What you will do.
The following data has a line with "let mft_header = read_mft_header(&mut" and a line with "outside the MFT.". Write out exactly those lines and all the lines between them.

--- Records shown Enclosed Below ---

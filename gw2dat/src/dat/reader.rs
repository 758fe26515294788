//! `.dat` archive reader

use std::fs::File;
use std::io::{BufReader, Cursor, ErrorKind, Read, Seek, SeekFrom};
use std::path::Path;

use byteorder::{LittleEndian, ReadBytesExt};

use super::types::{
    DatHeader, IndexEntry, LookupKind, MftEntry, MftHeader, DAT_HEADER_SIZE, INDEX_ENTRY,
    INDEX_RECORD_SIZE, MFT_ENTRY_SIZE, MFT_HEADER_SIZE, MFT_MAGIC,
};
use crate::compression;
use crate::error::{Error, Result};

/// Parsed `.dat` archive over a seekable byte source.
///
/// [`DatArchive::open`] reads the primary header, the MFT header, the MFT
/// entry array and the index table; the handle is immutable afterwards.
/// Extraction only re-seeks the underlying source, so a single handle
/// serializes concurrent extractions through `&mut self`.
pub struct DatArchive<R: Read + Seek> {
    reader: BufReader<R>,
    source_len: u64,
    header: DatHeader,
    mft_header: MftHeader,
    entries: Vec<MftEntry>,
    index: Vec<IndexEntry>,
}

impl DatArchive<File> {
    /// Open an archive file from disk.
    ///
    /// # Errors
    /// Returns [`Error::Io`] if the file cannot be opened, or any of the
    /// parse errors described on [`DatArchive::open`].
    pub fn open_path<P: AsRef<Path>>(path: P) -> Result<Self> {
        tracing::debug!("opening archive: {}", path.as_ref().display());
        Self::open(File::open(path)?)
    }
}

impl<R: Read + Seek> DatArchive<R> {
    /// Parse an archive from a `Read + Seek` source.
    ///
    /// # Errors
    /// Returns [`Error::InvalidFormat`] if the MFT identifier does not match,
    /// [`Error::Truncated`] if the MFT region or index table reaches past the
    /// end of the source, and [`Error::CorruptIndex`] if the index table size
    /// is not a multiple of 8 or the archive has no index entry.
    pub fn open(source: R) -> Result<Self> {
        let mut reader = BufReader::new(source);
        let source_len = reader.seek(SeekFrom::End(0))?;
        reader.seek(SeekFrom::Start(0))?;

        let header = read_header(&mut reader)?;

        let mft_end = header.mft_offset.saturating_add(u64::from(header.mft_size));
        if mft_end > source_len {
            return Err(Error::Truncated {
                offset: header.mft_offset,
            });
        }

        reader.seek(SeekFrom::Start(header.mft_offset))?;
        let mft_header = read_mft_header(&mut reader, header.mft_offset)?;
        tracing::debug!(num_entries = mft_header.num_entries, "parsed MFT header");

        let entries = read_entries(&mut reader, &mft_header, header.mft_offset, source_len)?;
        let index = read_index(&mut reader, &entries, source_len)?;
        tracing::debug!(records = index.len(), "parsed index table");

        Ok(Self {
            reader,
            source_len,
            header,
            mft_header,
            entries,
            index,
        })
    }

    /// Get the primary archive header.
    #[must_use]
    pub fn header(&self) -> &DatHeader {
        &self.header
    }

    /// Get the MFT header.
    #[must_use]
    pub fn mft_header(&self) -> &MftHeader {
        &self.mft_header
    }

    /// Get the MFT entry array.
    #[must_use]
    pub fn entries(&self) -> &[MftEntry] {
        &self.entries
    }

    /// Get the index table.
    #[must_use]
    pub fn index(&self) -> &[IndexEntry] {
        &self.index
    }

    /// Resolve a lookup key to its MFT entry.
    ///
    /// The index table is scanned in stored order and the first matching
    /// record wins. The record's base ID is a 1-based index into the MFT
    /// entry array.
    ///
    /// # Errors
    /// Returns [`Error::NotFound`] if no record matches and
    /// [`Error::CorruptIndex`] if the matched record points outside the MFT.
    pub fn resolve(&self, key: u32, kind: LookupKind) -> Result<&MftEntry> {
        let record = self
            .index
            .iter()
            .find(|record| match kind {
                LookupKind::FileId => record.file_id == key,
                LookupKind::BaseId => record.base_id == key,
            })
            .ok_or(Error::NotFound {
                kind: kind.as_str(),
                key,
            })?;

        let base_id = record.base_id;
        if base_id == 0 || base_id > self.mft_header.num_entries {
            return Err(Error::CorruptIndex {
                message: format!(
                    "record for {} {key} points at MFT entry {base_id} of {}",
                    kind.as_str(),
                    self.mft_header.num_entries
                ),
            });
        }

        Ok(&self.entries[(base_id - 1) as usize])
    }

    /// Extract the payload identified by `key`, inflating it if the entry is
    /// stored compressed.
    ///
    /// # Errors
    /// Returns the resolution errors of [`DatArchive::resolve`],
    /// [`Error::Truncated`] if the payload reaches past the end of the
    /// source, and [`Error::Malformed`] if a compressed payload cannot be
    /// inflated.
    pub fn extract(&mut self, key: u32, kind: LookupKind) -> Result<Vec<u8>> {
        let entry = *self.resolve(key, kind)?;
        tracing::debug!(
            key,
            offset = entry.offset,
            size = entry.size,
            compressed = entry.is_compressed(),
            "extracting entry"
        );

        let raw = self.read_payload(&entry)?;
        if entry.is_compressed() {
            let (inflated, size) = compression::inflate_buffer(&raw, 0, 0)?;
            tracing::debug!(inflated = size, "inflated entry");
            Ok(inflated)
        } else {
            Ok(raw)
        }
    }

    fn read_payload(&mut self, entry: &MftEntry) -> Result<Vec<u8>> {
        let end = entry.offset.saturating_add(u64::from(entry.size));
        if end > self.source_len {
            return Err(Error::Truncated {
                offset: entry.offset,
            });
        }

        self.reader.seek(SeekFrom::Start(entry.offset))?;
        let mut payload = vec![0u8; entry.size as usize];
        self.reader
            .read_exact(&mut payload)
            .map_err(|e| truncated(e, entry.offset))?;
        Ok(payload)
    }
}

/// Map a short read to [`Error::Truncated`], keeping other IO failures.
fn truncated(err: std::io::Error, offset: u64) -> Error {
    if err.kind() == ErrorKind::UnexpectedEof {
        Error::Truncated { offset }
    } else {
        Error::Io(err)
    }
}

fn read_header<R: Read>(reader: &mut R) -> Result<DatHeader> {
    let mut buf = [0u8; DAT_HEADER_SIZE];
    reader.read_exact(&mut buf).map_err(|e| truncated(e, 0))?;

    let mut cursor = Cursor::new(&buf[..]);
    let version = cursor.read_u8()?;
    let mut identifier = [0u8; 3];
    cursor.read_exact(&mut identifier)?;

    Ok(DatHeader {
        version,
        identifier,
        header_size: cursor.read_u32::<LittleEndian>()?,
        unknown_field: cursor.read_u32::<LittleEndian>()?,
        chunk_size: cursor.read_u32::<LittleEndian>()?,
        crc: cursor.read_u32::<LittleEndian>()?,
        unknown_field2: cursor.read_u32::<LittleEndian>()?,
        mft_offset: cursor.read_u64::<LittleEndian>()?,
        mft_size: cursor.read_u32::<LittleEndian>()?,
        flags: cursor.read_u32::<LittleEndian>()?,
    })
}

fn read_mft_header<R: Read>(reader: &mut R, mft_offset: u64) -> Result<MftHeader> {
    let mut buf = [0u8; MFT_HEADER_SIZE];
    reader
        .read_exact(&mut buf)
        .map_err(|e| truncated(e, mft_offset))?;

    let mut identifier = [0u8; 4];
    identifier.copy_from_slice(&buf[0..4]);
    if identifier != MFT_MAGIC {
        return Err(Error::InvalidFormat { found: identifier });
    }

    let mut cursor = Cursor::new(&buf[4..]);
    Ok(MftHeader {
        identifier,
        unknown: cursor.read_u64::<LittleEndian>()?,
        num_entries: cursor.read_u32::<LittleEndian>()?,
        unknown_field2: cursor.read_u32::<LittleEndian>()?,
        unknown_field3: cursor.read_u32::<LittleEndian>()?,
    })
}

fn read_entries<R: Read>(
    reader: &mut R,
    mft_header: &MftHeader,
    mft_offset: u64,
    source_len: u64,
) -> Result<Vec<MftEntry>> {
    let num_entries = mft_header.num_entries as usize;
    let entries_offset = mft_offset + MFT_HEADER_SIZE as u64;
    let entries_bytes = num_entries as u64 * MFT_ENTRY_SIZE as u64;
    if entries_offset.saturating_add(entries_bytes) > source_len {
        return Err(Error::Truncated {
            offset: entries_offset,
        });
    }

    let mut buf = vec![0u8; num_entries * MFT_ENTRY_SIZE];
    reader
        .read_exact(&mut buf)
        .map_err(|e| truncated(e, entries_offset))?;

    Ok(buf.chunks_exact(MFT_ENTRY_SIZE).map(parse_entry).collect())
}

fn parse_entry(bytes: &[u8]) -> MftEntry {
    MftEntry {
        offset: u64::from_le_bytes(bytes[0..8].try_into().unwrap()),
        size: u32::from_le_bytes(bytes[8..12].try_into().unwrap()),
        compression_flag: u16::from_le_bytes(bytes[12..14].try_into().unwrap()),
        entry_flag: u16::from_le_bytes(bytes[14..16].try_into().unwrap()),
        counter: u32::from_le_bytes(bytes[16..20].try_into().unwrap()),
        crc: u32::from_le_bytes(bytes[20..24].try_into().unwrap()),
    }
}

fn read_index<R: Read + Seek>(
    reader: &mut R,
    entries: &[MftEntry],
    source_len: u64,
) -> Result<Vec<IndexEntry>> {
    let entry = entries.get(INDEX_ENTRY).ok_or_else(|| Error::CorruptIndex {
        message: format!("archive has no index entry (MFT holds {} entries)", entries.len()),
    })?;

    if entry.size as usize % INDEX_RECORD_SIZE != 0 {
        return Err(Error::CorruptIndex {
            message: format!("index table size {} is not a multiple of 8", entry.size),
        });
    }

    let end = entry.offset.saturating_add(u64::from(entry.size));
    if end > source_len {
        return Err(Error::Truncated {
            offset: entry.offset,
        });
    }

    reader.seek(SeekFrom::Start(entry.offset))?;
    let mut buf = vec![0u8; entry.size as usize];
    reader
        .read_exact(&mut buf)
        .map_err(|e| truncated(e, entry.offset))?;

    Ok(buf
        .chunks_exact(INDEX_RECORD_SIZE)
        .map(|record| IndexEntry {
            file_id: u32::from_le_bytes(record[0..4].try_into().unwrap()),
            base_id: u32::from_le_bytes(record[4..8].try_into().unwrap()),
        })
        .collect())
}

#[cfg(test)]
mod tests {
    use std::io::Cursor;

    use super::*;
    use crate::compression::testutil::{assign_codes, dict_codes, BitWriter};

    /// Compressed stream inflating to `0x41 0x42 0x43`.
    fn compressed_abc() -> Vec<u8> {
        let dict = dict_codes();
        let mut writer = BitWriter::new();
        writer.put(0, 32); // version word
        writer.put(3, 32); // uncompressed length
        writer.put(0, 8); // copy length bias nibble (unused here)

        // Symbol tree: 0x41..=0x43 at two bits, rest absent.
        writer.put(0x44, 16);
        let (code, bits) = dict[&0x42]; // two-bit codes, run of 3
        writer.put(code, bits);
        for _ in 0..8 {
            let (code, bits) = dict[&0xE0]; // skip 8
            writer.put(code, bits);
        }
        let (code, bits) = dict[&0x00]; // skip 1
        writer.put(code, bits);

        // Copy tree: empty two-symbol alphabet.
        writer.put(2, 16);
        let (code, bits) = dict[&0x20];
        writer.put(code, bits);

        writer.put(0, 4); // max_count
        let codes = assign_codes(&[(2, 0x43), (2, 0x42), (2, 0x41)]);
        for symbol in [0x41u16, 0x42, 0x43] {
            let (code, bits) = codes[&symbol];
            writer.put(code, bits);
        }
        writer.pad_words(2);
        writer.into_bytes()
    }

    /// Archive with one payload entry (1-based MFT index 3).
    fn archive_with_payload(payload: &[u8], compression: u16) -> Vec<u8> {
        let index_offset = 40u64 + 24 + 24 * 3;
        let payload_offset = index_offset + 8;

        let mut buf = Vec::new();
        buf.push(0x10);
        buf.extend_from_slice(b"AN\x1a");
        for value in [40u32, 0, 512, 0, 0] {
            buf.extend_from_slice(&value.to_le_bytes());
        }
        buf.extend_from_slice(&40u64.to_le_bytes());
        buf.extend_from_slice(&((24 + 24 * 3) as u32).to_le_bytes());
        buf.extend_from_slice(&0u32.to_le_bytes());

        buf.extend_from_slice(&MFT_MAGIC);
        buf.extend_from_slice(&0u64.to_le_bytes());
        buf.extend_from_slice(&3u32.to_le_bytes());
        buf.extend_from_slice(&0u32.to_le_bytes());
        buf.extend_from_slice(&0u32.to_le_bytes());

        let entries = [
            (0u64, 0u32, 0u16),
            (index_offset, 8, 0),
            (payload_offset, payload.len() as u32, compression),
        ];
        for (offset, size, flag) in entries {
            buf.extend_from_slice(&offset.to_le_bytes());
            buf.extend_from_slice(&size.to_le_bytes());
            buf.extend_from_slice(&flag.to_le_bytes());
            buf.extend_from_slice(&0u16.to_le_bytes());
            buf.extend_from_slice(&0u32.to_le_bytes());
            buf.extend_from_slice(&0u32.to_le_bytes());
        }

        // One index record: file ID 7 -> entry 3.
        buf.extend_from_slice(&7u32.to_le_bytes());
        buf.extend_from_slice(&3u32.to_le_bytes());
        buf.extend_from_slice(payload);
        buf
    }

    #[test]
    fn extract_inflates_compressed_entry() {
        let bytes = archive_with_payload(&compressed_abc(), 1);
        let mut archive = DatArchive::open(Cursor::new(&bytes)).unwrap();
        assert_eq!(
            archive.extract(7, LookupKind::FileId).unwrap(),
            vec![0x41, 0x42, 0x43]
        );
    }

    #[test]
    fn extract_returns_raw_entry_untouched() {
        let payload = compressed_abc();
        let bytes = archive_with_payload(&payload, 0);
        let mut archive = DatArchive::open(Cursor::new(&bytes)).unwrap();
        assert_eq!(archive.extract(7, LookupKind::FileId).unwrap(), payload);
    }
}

--- End of Enclosed Records shown ---

Solution to this problem.
        let mft_header = read_mft_header(&mut reader, header.mft_offset)?;
        tracing::debug!(num_entries = mft_header.num_entries, "parsed MFT header");

        let entries = read_entries(&mut reader, &mft_header, header.mft_offset, source_len)?;
        let index = read_index(&mut reader, &entries, source_len)?;
        tracing::debug!(records = index.len(), "parsed index table");

        Ok(Self {
            reader,
            source_len,
            header,
            mft_header,
            entries,
            index,
        })
    }

    /// Get the primary archive header.
    #[must_use]
    pub fn header(&self) -> &DatHeader {
        &self.header
    }

    /// Get the MFT header.
    #[must_use]
    pub fn mft_header(&self) -> &MftHeader {
        &self.mft_header
    }

    /// Get the MFT entry array.
    #[must_use]
    pub fn entries(&self) -> &[MftEntry] {
        &self.entries
    }

    /// Get the index table.
    #[must_use]
    pub fn index(&self) -> &[IndexEntry] {
        &self.index
    }

    /// Resolve a lookup key to its MFT entry.
    ///
    /// The index table is scanned in stored order and the first matching
    /// record wins. The record's base ID is a 1-based index into the MFT
    /// entry array.
    ///
    /// # Errors
    /// Returns [`Error::NotFound`] if no record matches and
    /// [`Error::CorruptIndex`] if the matched record points outside the MFT.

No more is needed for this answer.